Winter is indeed our slowest time of year on the ranch. It wasn’t always that way at Alderspring. In fact, nearly all of our neighbors up and down the valley are in the throes of calving right now.  It means creating a full time ER and OB ward on every ranch.  Thousands of calves will be born this month in our valley alone.  We did the same thing years ago—synchronized our herd for breeding and nine months in the womb so that we calved in January and February.
Brutal is the word I use for it. There were many days where I never slept, as babies were being born every hour or so, and frequent blizzard winds would come out of the north to freeze dead to the ground the wet calves before they even had a chance to get up and take their first steps. I remember many nights where I was bleary-eyed in our tiny cow barn with 15-20 thirteen hundred pound mothers bathed in rime from the ice fog that their breath made at 35 below zero, checking them, one by one to see if they were in labor.
If they were, I often intervened and pulled a calf out, knowing that controlling the birth (to the degree I could) would often increase the calf’s chances for survival as opposed to mom on her own out in the brutal cold.
That brutal word is the one I used not only to describe my condition; the greater reference is to what the cow had to endure. These are near wild animals, you see. They aren’t milk cows, bred through generations of confinement for docility to produce one thing: milk. Instead, these beef cows have most of their wild inclinations intact, and putting them in a highly managed environment is stressful for them and occasionally dangerous for the human interventionist.

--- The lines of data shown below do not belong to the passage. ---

//! Calling bound native entry points
//!
//! Entry points follow the JNI calling convention: environment pointer,
//! receiver (instance or class), then the declared parameters. The sandbox
//! supports `int` parameters (up to three) and a `void` or `int` result.

use std::ffi::c_void;

use jbridge_sdk::{JavaType, MethodSignature, ReturnType};

type Raw = *mut c_void;

/// Whether a native method with this signature can be called
pub(crate) fn supported(signature: &MethodSignature) -> bool {
    signature.params.len() <= 3
        && signature.params.iter().all(|p| *p == JavaType::Int)
        && matches!(signature.ret, ReturnType::Void | ReturnType::Value(JavaType::Int))
}

/// Call `entry`. Returns the `int` result, or 0 for `void`.
///
/// # Safety
/// `entry` must be an `extern "system"` function taking `(env, receiver)`
/// followed by `args.len()` `i32`s and returning what `returns_int` says.
pub(crate) unsafe fn invoke(entry: usize, env: Raw, receiver: Raw, args: &[i32], returns_int: bool) -> i32 {
    let entry = entry as Raw;
    match (args, returns_int) {
        ([], false) => {
            let f: extern "system" fn(Raw, Raw) = std::mem::transmute(entry);
            f(env, receiver);
            0
        }
        ([], true) => {
            let f: extern "system" fn(Raw, Raw) -> i32 = std::mem::transmute(entry);
            f(env, receiver)
        }
        ([a], false) => {
            let f: extern "system" fn(Raw, Raw, i32) = std::mem::transmute(entry);
            f(env, receiver, *a);
            0
        }
        ([a], true) => {
            let f: extern "system" fn(Raw, Raw, i32) -> i32 = std::mem::transmute(entry);
            f(env, receiver, *a)
        }
        ([a, b], false) => {
            let f: extern "system" fn(Raw, Raw, i32, i32) = std::mem::transmute(entry);
            f(env, receiver, *a, *b);
            0
        }
        ([a, b], true) => {
            let f: extern "system" fn(Raw, Raw, i32, i32) -> i32 = std::mem::transmute(entry);
            f(env, receiver, *a, *b)
        }
        ([a, b, c], false) => {
            let f: extern "system" fn(Raw, Raw, i32, i32, i32) = std::mem::transmute(entry);
            f(env, receiver, *a, *b, *c);
            0
        }
        ([a, b, c], true) => {
            let f: extern "system" fn(Raw, Raw, i32, i32, i32) -> i32 = std::mem::transmute(entry);
            f(env, receiver, *a, *b, *c)
        }
        _ => 0,
    }
}
//! Native method records for registration with the managed runtime
//!
//! [`NativeMethod`] has the same layout as JNI's `JNINativeMethod`, so a
//! slice of them can be handed to a JVM unchanged.

use std::ffi::{c_char, c_void, CStr};

/// One native entry point: member name, descriptor and code pointer.
#[repr(C)]
#[derive(Debug, Clone, Copy)]
pub struct NativeMethod {
    name: *const c_char,
    signature: *const c_char,
    fn_ptr: *mut c_void,
}

// The name and signature point at 'static data and the code pointer is
// immutable, so the record can be shared freely.
unsafe impl Send for NativeMethod {}
unsafe impl Sync for NativeMethod {}

impl NativeMethod {
    /// Create a record from static strings and an entry point.
    pub fn new(name: &'static CStr, signature: &'static CStr, fn_ptr: *mut c_void) -> Self {
        Self {
            name: name.as_ptr(),
            signature: signature.as_ptr(),
            fn_ptr,
        }
    }

    /// Create a record from raw parts.
    ///
    /// # Safety
    /// `name` and `signature` must be NUL-terminated and outlive every use
    /// of the record.
    pub unsafe fn from_raw_parts(
        name: *const c_char,
        signature: *const c_char,
        fn_ptr: *mut c_void,
    ) -> Self {
        Self {
            name,
            signature,
            fn_ptr,
        }
    }

    /// Member name
    pub fn name(&self) -> &CStr {
        // SAFETY: both constructors guarantee a NUL-terminated string that
        // outlives the record.
        unsafe { CStr::from_ptr(self.name) }
    }

    /// Method descriptor
    pub fn signature(&self) -> &CStr {
        // SAFETY: see `name`.
        unsafe { CStr::from_ptr(self.signature) }
    }

    /// Entry point
    pub fn fn_ptr(&self) -> *mut c_void {
        self.fn_ptr
    }
}

/// View a C array of records given its size in *bytes*.
///
/// This is the shape of the registration boundary: callers pass
/// `sizeof(array)`, not an element count. A trailing partial element is
/// ignored.
///
/// # Safety
/// `methods` must point to at least `size_in_bytes` readable bytes of
/// initialized `NativeMethod` records that outlive `'a`.
pub unsafe fn methods_from_raw<'a>(
    methods: *const NativeMethod,
    size_in_bytes: usize,
) -> &'a [NativeMethod] {
    let count = size_in_bytes / std::mem::size_of::<NativeMethod>();
    if methods.is_null() || count == 0 {
        return &[];
    }
    std::slice::from_raw_parts(methods, count)
}

#[cfg(test)]
mod tests {
    use super::*;

    extern "C" fn noop() {}

    #[test]
    fn test_accessors() {
        let m = NativeMethod::new(c"onEvent", c"(I)V", noop as *mut c_void);
        assert_eq!(m.name().to_str().unwrap(), "onEvent");
        assert_eq!(m.signature().to_str().unwrap(), "(I)V");
        assert_eq!(m.fn_ptr(), noop as *mut c_void);
    }

    #[test]
    fn test_methods_from_raw_uses_byte_size() {
        let table = [
            NativeMethod::new(c"a", c"()V", noop as *mut c_void),
            NativeMethod::new(c"b", c"()V", noop as *mut c_void),
            NativeMethod::new(c"c", c"()V", noop as *mut c_void),
        ];
        let bytes = std::mem::size_of_val(&table);
        let view = unsafe { methods_from_raw(table.as_ptr(), bytes) };
        assert_eq!(view.len(), 3);
        assert_eq!(view[2].name().to_str().unwrap(), "c");

        let view = unsafe { methods_from_raw(table.as_ptr(), 0) };
        assert!(view.is_empty());
    }

    #[test]
    fn test_layout_matches_three_pointers() {
        assert_eq!(
            std::mem::size_of::<NativeMethod>(),
            3 * std::mem::size_of::<usize>()
        );
    }
}
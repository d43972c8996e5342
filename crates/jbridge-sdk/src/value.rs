//! Raw handles and argument values crossing the runtime boundary
//!
//! Everything here is plain data. A [`ObjectRef`] carries no ownership; the
//! bridge decides whether a given raw reference is short-lived (local) or
//! durable (global) and releases it accordingly.

use std::fmt;

use crate::signature::{JavaType, ReturnType};

// ============================================================================
// Raw references
// ============================================================================

/// Opaque reference to a managed object or class.
///
/// The bit pattern is whatever the backend hands out (a `jobject` pointer
/// for a JVM, a table index for the sandbox). Zero is the null reference.
#[derive(Clone, Copy, PartialEq, Eq, Hash, Default)]
#[repr(transparent)]
pub struct ObjectRef(usize);

impl ObjectRef {
    /// The null reference
    pub const NULL: ObjectRef = ObjectRef(0);

    /// Create from raw bits
    #[inline]
    pub const fn from_raw(bits: usize) -> Self {
        Self(bits)
    }

    /// Get raw bits
    #[inline]
    pub const fn as_raw(self) -> usize {
        self.0
    }

    /// Create from a backend pointer
    #[inline]
    pub fn from_ptr<T>(ptr: *mut T) -> Self {
        Self(ptr as usize)
    }

    /// Reinterpret as a backend pointer
    #[inline]
    pub fn as_ptr<T>(self) -> *mut T {
        self.0 as *mut T
    }

    /// Check for the null reference
    #[inline]
    pub const fn is_null(self) -> bool {
        self.0 == 0
    }

    /// `None` for the null reference
    #[inline]
    pub fn non_null(self) -> Option<Self> {
        if self.is_null() {
            None
        } else {
            Some(self)
        }
    }
}

impl fmt::Debug for ObjectRef {
    fn fmt(&self, f: &mut fmt::Formatter<'_>) -> fmt::Result {
        if self.is_null() {
            write!(f, "ObjectRef(null)")
        } else {
            write!(f, "ObjectRef({:#x})", self.0)
        }
    }
}

/// Opaque per-thread environment handle.
///
/// Only valid on the thread that obtained it.
#[derive(Debug, Clone, Copy, PartialEq, Eq, Hash)]
#[repr(transparent)]
pub struct EnvHandle(usize);

impl EnvHandle {
    /// Create from raw bits
    #[inline]
    pub const fn from_raw(bits: usize) -> Self {
        Self(bits)
    }

    /// Get raw bits
    #[inline]
    pub const fn as_raw(self) -> usize {
        self.0
    }

    /// Create from a backend pointer
    #[inline]
    pub fn from_ptr<T>(ptr: *mut T) -> Self {
        Self(ptr as usize)
    }

    /// Reinterpret as a backend pointer
    #[inline]
    pub fn as_ptr<T>(self) -> *mut T {
        self.0 as *mut T
    }
}

/// Identifier of a resolved method or field.
///
/// Good for the call that resolved it; the bridge never keeps one around.
#[derive(Debug, Clone, Copy, PartialEq, Eq, Hash)]
#[repr(transparent)]
pub struct MemberId(usize);

impl MemberId {
    /// Create from raw bits
    #[inline]
    pub const fn from_raw(bits: usize) -> Self {
        Self(bits)
    }

    /// Get raw bits
    #[inline]
    pub const fn as_raw(self) -> usize {
        self.0
    }
}

/// Receiver of a member access: an instance, or a class for static members.
#[derive(Debug, Clone, Copy, PartialEq, Eq)]
pub enum Receiver {
    /// Instance member on this object
    Instance(ObjectRef),
    /// Static member on this class
    Static(ObjectRef),
}

impl Receiver {
    /// Whether this addresses a static member
    pub fn is_static(&self) -> bool {
        matches!(self, Receiver::Static(_))
    }

    /// The raw reference behind the receiver
    pub fn raw(&self) -> ObjectRef {
        match self {
            Receiver::Instance(r) | Receiver::Static(r) => *r,
        }
    }
}

// ============================================================================
// JValue
// ============================================================================

/// A single argument or result value.
#[derive(Debug, Clone, Copy, PartialEq)]
pub enum JValue {
    /// `Z`
    Bool(bool),
    /// `B`
    Byte(i8),
    /// `C`
    Char(u16),
    /// `S`
    Short(i16),
    /// `I`
    Int(i32),
    /// `J`
    Long(i64),
    /// `F`
    Float(f32),
    /// `D`
    Double(f64),
    /// `L...;` or `[...`
    Object(ObjectRef),
    /// `V`
    Void,
}

impl JValue {
    /// The zero value for a return type: `false`, `0`, `0.0`, null or void
    pub fn zero(ret: &ReturnType) -> Self {
        match ret {
            ReturnType::Void => JValue::Void,
            ReturnType::Value(ty) => Self::zero_of(ty),
        }
    }

    /// The zero value for a field or parameter type
    pub fn zero_of(ty: &JavaType) -> Self {
        match ty {
            JavaType::Boolean => JValue::Bool(false),
            JavaType::Byte => JValue::Byte(0),
            JavaType::Char => JValue::Char(0),
            JavaType::Short => JValue::Short(0),
            JavaType::Int => JValue::Int(0),
            JavaType::Long => JValue::Long(0),
            JavaType::Float => JValue::Float(0.0),
            JavaType::Double => JValue::Double(0.0),
            JavaType::Object(_) | JavaType::Array(_) => JValue::Object(ObjectRef::NULL),
        }
    }

    /// Whether this value can be passed where `ty` is declared
    pub fn fits(&self, ty: &JavaType) -> bool {
        matches!(
            (self, ty),
            (JValue::Bool(_), JavaType::Boolean)
                | (JValue::Byte(_), JavaType::Byte)
                | (JValue::Char(_), JavaType::Char)
                | (JValue::Short(_), JavaType::Short)
                | (JValue::Int(_), JavaType::Int)
                | (JValue::Long(_), JavaType::Long)
                | (JValue::Float(_), JavaType::Float)
                | (JValue::Double(_), JavaType::Double)
                | (JValue::Object(_), JavaType::Object(_))
                | (JValue::Object(_), JavaType::Array(_))
        )
    }

    /// Extract a boolean
    pub fn as_bool(&self) -> Option<bool> {
        match self {
            JValue::Bool(b) => Some(*b),
            _ => None,
        }
    }

    /// Extract an int
    pub fn as_int(&self) -> Option<i32> {
        match self {
            JValue::Int(i) => Some(*i),
            _ => None,
        }
    }

    /// Extract a long
    pub fn as_long(&self) -> Option<i64> {
        match self {
            JValue::Long(j) => Some(*j),
            _ => None,
        }
    }

    /// Extract a float
    pub fn as_float(&self) -> Option<f32> {
        match self {
            JValue::Float(f) => Some(*f),
            _ => None,
        }
    }

    /// Extract a double
    pub fn as_double(&self) -> Option<f64> {
        match self {
            JValue::Double(d) => Some(*d),
            _ => None,
        }
    }

    /// Extract an object reference (null included)
    pub fn as_object(&self) -> Option<ObjectRef> {
        match self {
            JValue::Object(r) => Some(*r),
            _ => None,
        }
    }

    /// Type name for diagnostics
    pub const fn type_name(&self) -> &'static str {
        match self {
            JValue::Bool(_) => "boolean",
            JValue::Byte(_) => "byte",
            JValue::Char(_) => "char",
            JValue::Short(_) => "short",
            JValue::Int(_) => "int",
            JValue::Long(_) => "long",
            JValue::Float(_) => "float",
            JValue::Double(_) => "double",
            JValue::Object(_) => "object",
            JValue::Void => "void",
        }
    }
}

impl From<bool> for JValue {
    fn from(v: bool) -> Self {
        JValue::Bool(v)
    }
}

impl From<i32> for JValue {
    fn from(v: i32) -> Self {
        JValue::Int(v)
    }
}

impl From<i64> for JValue {
    fn from(v: i64) -> Self {
        JValue::Long(v)
    }
}

impl From<f32> for JValue {
    fn from(v: f32) -> Self {
        JValue::Float(v)
    }
}

impl From<f64> for JValue {
    fn from(v: f64) -> Self {
        JValue::Double(v)
    }
}

impl From<ObjectRef> for JValue {
    fn from(v: ObjectRef) -> Self {
        JValue::Object(v)
    }
}
//! jbridge Core
//!
//! Lets native code drive a managed runtime hosted in the same process,
//! from any thread:
//! - Environment access with on-demand thread attachment ([`Env`])
//! - A class preloading registry usable from native-created threads
//! - Text conversion between Rust strings and managed UTF-16 strings
//! - An exception guard that detects and clears managed faults
//! - A dynamic-dispatch wrapper over managed objects and classes
//!   ([`GenericObject`], [`BorrowedObject`], [`Dispatch`])
//!
//! # Example
//!
//! ```ignore
//! use jbridge_core::{Bridge, Dispatch, GenericObject};
//!
//! let bridge = Bridge::global();
//! bridge.register_runtime(runtime);
//! bridge.preload_class("a/b/Greeter")?;
//!
//! let greeter = GenericObject::new_instance(&bridge, "a/b/Greeter")?;
//! assert_eq!(greeter.call_string("greet", ())?, "hello");
//! ```

#![warn(missing_docs)]
#![warn(rust_2018_idioms)]

pub mod args;
pub mod bridge;
pub mod env;
pub mod exception;
pub mod object;
pub mod refs;
pub mod registry;
pub mod text;

pub use args::{Arg, ArgFrame, CallArgs, ObjectArg};
pub use bridge::{Bridge, BridgeOptions, FaultPolicy};
pub use env::Env;
pub use object::{BorrowedObject, Dispatch, GenericObject};
pub use refs::{ClassRef, GlobalRef, LocalRef};
pub use registry::ClassRegistry;

pub use jbridge_sdk::{
    AttachOptions, JValue, JavaType, ManagedRuntime, NativeMethod, ObjectRef, ReturnType,
    RuntimeError,
};

/// Bridge errors
#[derive(Debug, thiserror::Error)]
pub enum BridgeError {
    /// No runtime was registered before the bridge was used
    #[error("No managed runtime registered")]
    RuntimeNotRegistered,

    /// The calling thread could not be attached
    #[error("Thread attachment failed: {0}")]
    AttachFailed(String),

    /// A class could not be resolved by name
    #[error("Class not found: {0}")]
    ClassNotFound(String),

    /// A method could not be resolved on the wrapped class
    #[error("Method not found: {name}{signature}")]
    MethodNotFound {
        /// Method name
        name: String,
        /// Method descriptor
        signature: String,
    },

    /// A field could not be resolved on the wrapped class
    #[error("Field not found: {name} ({signature})")]
    FieldNotFound {
        /// Field name
        name: String,
        /// Field type descriptor
        signature: String,
    },

    /// The constructor ran but produced no instance
    #[error("Instantiation failed: {0}")]
    InstantiationFailed(String),

    /// The managed callee threw (only under `FaultPolicy::Propagate`)
    #[error("Managed exception in {member}: {description}")]
    ManagedFault {
        /// Member that faulted
        member: String,
        /// Exception description
        description: String,
    },

    /// A caller-supplied descriptor is malformed or does not match the call
    #[error("Invalid signature {signature}: {reason}")]
    InvalidSignature {
        /// The descriptor as given
        signature: String,
        /// What is wrong with it
        reason: String,
    },

    /// The runtime could not allocate a managed value
    #[error("Allocation failed: {0}")]
    AllocationFailed(String),

    /// Native method registration was rejected
    #[error("Native method registration failed: {0}")]
    RegistrationFailed(String),

    /// Backend error
    #[error(transparent)]
    Runtime(#[from] RuntimeError),
}

impl BridgeError {
    /// Whether this is a by-name resolution failure (method or field)
    pub fn is_resolution_failure(&self) -> bool {
        matches!(
            self,
            BridgeError::MethodNotFound { .. } | BridgeError::FieldNotFound { .. }
        )
    }

    pub(crate) fn method_not_found(name: &str, signature: &str) -> Self {
        BridgeError::MethodNotFound {
            name: name.to_string(),
            signature: signature.to_string(),
        }
    }

    pub(crate) fn field_not_found(name: &str, signature: &str) -> Self {
        BridgeError::FieldNotFound {
            name: name.to_string(),
            signature: signature.to_string(),
        }
    }
}

/// Bridge result
pub type BridgeResult<T> = Result<T, BridgeError>;

#[cfg(test)]
mod tests {
    use super::*;

    #[test]
    fn test_resolution_failure_family() {
        assert!(BridgeError::method_not_found("run", "()V").is_resolution_failure());
        assert!(BridgeError::field_not_found("count", "I").is_resolution_failure());
        assert!(!BridgeError::ClassNotFound("a/B".into()).is_resolution_failure());
        assert!(!BridgeError::RuntimeNotRegistered.is_resolution_failure());
    }

    #[test]
    fn test_error_messages() {
        assert_eq!(
            BridgeError::method_not_found("greet", "()Ljava/lang/String;").to_string(),
            "Method not found: greet()Ljava/lang/String;"
        );
        assert_eq!(
            BridgeError::field_not_found("count", "I").to_string(),
            "Field not found: count (I)"
        );
    }
}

About 15 years ago, we realized that cows had all it took to have babies on their own. They didn’t need us to intervene. In fact, my theory was that many of the problems like breech calves and cows quitting labor were a result of stress. I even believed that the dreaded scours, or calf diarrhea, that plagued us every year, killing several calves, would end. I remember some years where scours were exceptionally bad on neighbor’s ranches. One vivid memory I have from visiting one neighbor is a huge pile of some 50 dead calves waiting to be buried.  It was a cold sunny January day, and two boys played with their Christmas Tonka trucks in the nearby mud.
Things changed instantly when we moved our calving date. We haven’t had to intervene on a birth for many years now. The cows aren’t even within a mile of a barn. They calve on green grass, just as their ancient forbears did. We haven’t had a case of scours for several years either. The calves seem like they are born running, up within a few minutes after birth looking for breakfast. Mama just heads off to the brush one day and comes out with a calf.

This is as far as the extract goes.